Isolate every line in the data with the string "single" and copy it.

[Extracted entries Boundary: Start]

//! Semantic versions and version constraint sets.
//!
//! Providers are versioned with semantic versions. Requirements express the
//! acceptable versions as a [`ConstraintSet`]: a conjunction of predicates
//! such as `>= 1.2, < 2.0` or the pessimistic `~> 1.2`. Partial versions
//! (`1`, `1.2`) are accepted everywhere and padded with zeros.

use std::fmt;
use std::str::FromStr;

use semver::Version;
use thiserror::Error;

/// Errors raised while parsing versions and constraints.
#[derive(Debug, Error)]
pub enum ConstraintError {
    /// The version text is not a valid (possibly partial) semantic version.
    #[error("invalid version '{input}': {source}")]
    InvalidVersion {
        /// Offending text.
        input: String,
        /// Underlying parser error.
        #[source]
        source: semver::Error,
    },
    /// A comma-separated constraint list contained an empty predicate.
    #[error("empty predicate in constraint '{input}'")]
    EmptyPredicate {
        /// Full constraint text.
        input: String,
    },
}

/// Parses a version, zero-padding partial versions such as `1.2`.
///
/// # Errors
///
/// Returns [`ConstraintError::InvalidVersion`] when the text is not a
/// semantic version after padding.
pub fn parse_version(text: &str) -> Result<Version, ConstraintError> {
    let trimmed = text.trim();
    let (core, suffix) = split_core(trimmed);
    let padded = match core.matches('.').count() {
        0 => format!("{core}.0.0{suffix}"),
        1 => format!("{core}.0{suffix}"),
        _ => trimmed.to_owned(),
    };
    Version::parse(&padded).map_err(|source| ConstraintError::InvalidVersion {
        input: trimmed.to_owned(),
        source,
    })
}

/// Splits `1.2.3-beta+build` into `("1.2.3", "-beta+build")`.
fn split_core(text: &str) -> (&str, &str) {
    let index = text.find(['-', '+']).unwrap_or(text.len());
    text.split_at(index)
}

fn segment_count(text: &str) -> u8 {
    let (core, _) = split_core(text.trim());
    match core.matches('.').count() {
        0 => 1,
        1 => 2,
        _ => 3,
    }
}

/// Comparison operator of a single version predicate.
#[derive(Debug, Clone, Copy, PartialEq, Eq, Hash)]
pub enum Operator {
    /// `=`: exactly this version.
    Exact,
    /// `!=`: any version but this one.
    NotEqual,
    /// `>`
    Greater,
    /// `>=`
    GreaterOrEqual,
    /// `<`
    Less,
    /// `<=`
    LessOrEqual,
    /// `~>`: this version or a later one up to the next significant release.
    Pessimistic,
}

impl Operator {
    /// Returns the operator as written in constraint strings.
    #[must_use]
    pub const fn as_str(self) -> &'static str {
        match self {
            Self::Exact => "=",
            Self::NotEqual => "!=",
            Self::Greater => ">",
            Self::GreaterOrEqual => ">=",
            Self::Less => "<",
            Self::LessOrEqual => "<=",
            Self::Pessimistic => "~>",
        }
    }

    /// Splits a leading operator from `text`; no operator means [`Self::Exact`].
    fn split(text: &str) -> (Self, &str) {
        const PREFIXES: [(&str, Operator); 7] = [
            ("~>", Operator::Pessimistic),
            (">=", Operator::GreaterOrEqual),
            ("<=", Operator::LessOrEqual),
            ("!=", Operator::NotEqual),
            (">", Operator::Greater),
            ("<", Operator::Less),
            ("=", Operator::Exact),
        ];
        PREFIXES
            .iter()
            .find_map(|(prefix, op)| text.strip_prefix(prefix).map(|rest| (*op, rest)))
            .unwrap_or((Self::Exact, text))
    }
}

impl fmt::Display for Operator {
    fn fmt(&self, f: &mut fmt::Formatter<'_>) -> fmt::Result {
        f.write_str(self.as_str())
    }
}

/// A single version predicate such as `>= 1.2.0`.
#[derive(Debug, Clone, PartialEq, Eq, Hash)]
pub struct Constraint {
    operator: Operator,
    version: Version,
    /// Number of version segments written; only meaningful for `~>`.
    segments: u8,
}

impl Constraint {
    /// Builds a predicate from an operator and a full version.
    #[must_use]
    pub const fn new(operator: Operator, version: Version) -> Self {
        Self {
            operator,
            version,
            segments: 3,
        }
    }

    /// Returns the predicate operator.
    #[must_use]
    pub const fn operator(&self) -> Operator {
        self.operator
    }

    /// Returns the version the predicate compares against.
    #[must_use]
    pub const fn version(&self) -> &Version {
        &self.version
    }

    /// Reports whether `candidate` satisfies this predicate.
    #[must_use]
    pub fn allows(&self, candidate: &Version) -> bool {
        let bound = &self.version;
        match self.operator {
            Operator::Exact => candidate == bound,
            Operator::NotEqual => candidate != bound,
            Operator::Greater => candidate > bound,
            Operator::GreaterOrEqual => candidate >= bound,
            Operator::Less => candidate < bound,
            Operator::LessOrEqual => candidate <= bound,
            Operator::Pessimistic => candidate >= bound && *candidate < self.pessimistic_ceiling(),
        }
    }

    /// First version excluded by a `~>` predicate.
    const fn pessimistic_ceiling(&self) -> Version {
        let bound = &self.version;
        if self.segments >= 3 {
            Version::new(bound.major, bound.minor.saturating_add(1), 0)
        } else {
            Version::new(bound.major.saturating_add(1), 0, 0)
        }
    }
}

impl FromStr for Constraint {
    type Err = ConstraintError;

    fn from_str(text: &str) -> Result<Self, Self::Err> {
        let (operator, rest) = Operator::split(text.trim());
        let version = parse_version(rest)?;
        let segments = match operator {
            Operator::Pessimistic => segment_count(rest),
            _ => 3,
        };
        Ok(Self {
            operator,
            version,
            segments,
        })
    }
}

impl fmt::Display for Constraint {
    fn fmt(&self, f: &mut fmt::Formatter<'_>) -> fmt::Result {
        let version = &self.version;
        match (self.operator, self.segments) {
            (Operator::Pessimistic, 1) => write!(f, "~> {}", version.major),
            (Operator::Pessimistic, 2) => write!(f, "~> {}.{}", version.major, version.minor),
            (operator, _) => write!(f, "{operator} {version}"),
        }
    }
}

/// Ordered conjunction of version predicates.
///
/// An empty set is *unconstrained*: it imposes no bound at all. A set such
/// as `>= 0.0.0` is wide but still constrained.
///
/// # Example
///
/// ```
/// use provinit_plugins::version::{ConstraintSet, parse_version};
///
/// let set: ConstraintSet = ">= 1.0, < 2.0".parse().expect("valid constraints");
/// assert!(set.allows(&parse_version("1.4.2").expect("valid version")));
/// assert!(!set.allows(&parse_version("2.0.0").expect("valid version")));
/// ```
#[derive(Debug, Clone, Default, PartialEq, Eq, Hash)]
pub struct ConstraintSet {
    constraints: Vec<Constraint>,
}

impl ConstraintSet {
    /// The unconstrained set.
    #[must_use]
    pub const fn unconstrained() -> Self {
        Self {
            constraints: Vec::new(),
        }
    }

    /// Builds a set from individual predicates, dropping duplicates.
    #[must_use]
    pub fn from_constraints(constraints: impl IntoIterator<Item = Constraint>) -> Self {
        constraints
            .into_iter()
            .fold(Self::unconstrained(), |mut set, constraint| {
                set.push(constraint);
                set
            })
    }

    fn push(&mut self, constraint: Constraint) {
        if !self.constraints.contains(&constraint) {
            self.constraints.push(constraint);
        }
    }

    /// Intersects two sets: the result allows a version only when both do.
    ///
    /// Neither input is modified.
    #[must_use]
    pub fn merge(&self, other: &Self) -> Self {
        Self::from_constraints(
            self.constraints
                .iter()
                .chain(other.constraints.iter())
                .cloned(),
        )
    }

    /// Reports whether every predicate allows `candidate`.
    #[must_use]
    pub fn allows(&self, candidate: &Version) -> bool {
        self.constraints.iter().all(|c| c.allows(candidate))
    }

    /// True when the set contains no predicates at all.
    #[must_use]
    pub const fn is_unconstrained(&self) -> bool {
        self.constraints.is_empty()
    }

    /// Returns the predicates in declaration order.
    #[must_use]
    pub fn constraints(&self) -> &[Constraint] {
        &self.constraints
    }
}

impl FromStr for ConstraintSet {
    type Err = ConstraintError;

    fn from_str(text: &str) -> Result<Self, Self::Err> {
        if text.trim().is_empty() {
            return Ok(Self::unconstrained());
        }
        let constraints = text
            .split(',')
            .map(|piece| {
                if piece.trim().is_empty() {
                    Err(ConstraintError::EmptyPredicate {
                        input: text.trim().to_owned(),
                    })
                } else {
                    piece.parse::<Constraint>()
                }
            })
            .collect::<Result<Vec<_>, _>>()?;
        Ok(Self::from_constraints(constraints))
    }
}

impl fmt::Display for ConstraintSet {
    fn fmt(&self, f: &mut fmt::Formatter<'_>) -> fmt::Result {
        for (index, constraint) in self.constraints.iter().enumerate() {
            if index > 0 {
                f.write_str(", ")?;
            }
            write!(f, "{constraint}")?;
        }
        Ok(())
    }
}

#[cfg(test)]
mod tests;
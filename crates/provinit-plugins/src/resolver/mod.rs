//! Computes which required providers still need to be installed.

use tracing::debug;

use crate::inventory::PluginSet;
use crate::requirement::Requirements;

/// Returns the requirements that no available plugin satisfies.
///
/// A requirement is satisfied when at least one plugin of that name matches
/// both its constraints and `protocol_version`. Unsatisfied requirements are
/// passed through unchanged.
#[must_use]
pub fn missing(
    required: &Requirements,
    available: &PluginSet,
    protocol_version: u32,
) -> Requirements {
    required
        .iter()
        .filter(|requirement| {
            let found = available.newest_satisfying(
                requirement.name(),
                requirement.constraints(),
                protocol_version,
            );
            if let Some(plugin) = found {
                debug!(
                    target: "provinit::resolver",
                    provider = requirement.name(),
                    version = %plugin.version(),
                    "requirement already satisfied"
                );
            }
            found.is_none()
        })
        .cloned()
        .collect()
}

[Extracted entries Boundary: End]

■ Completed exercise ■
/// Comparison operator of a single version predicate.
/// A single version predicate such as `>= 1.2.0`.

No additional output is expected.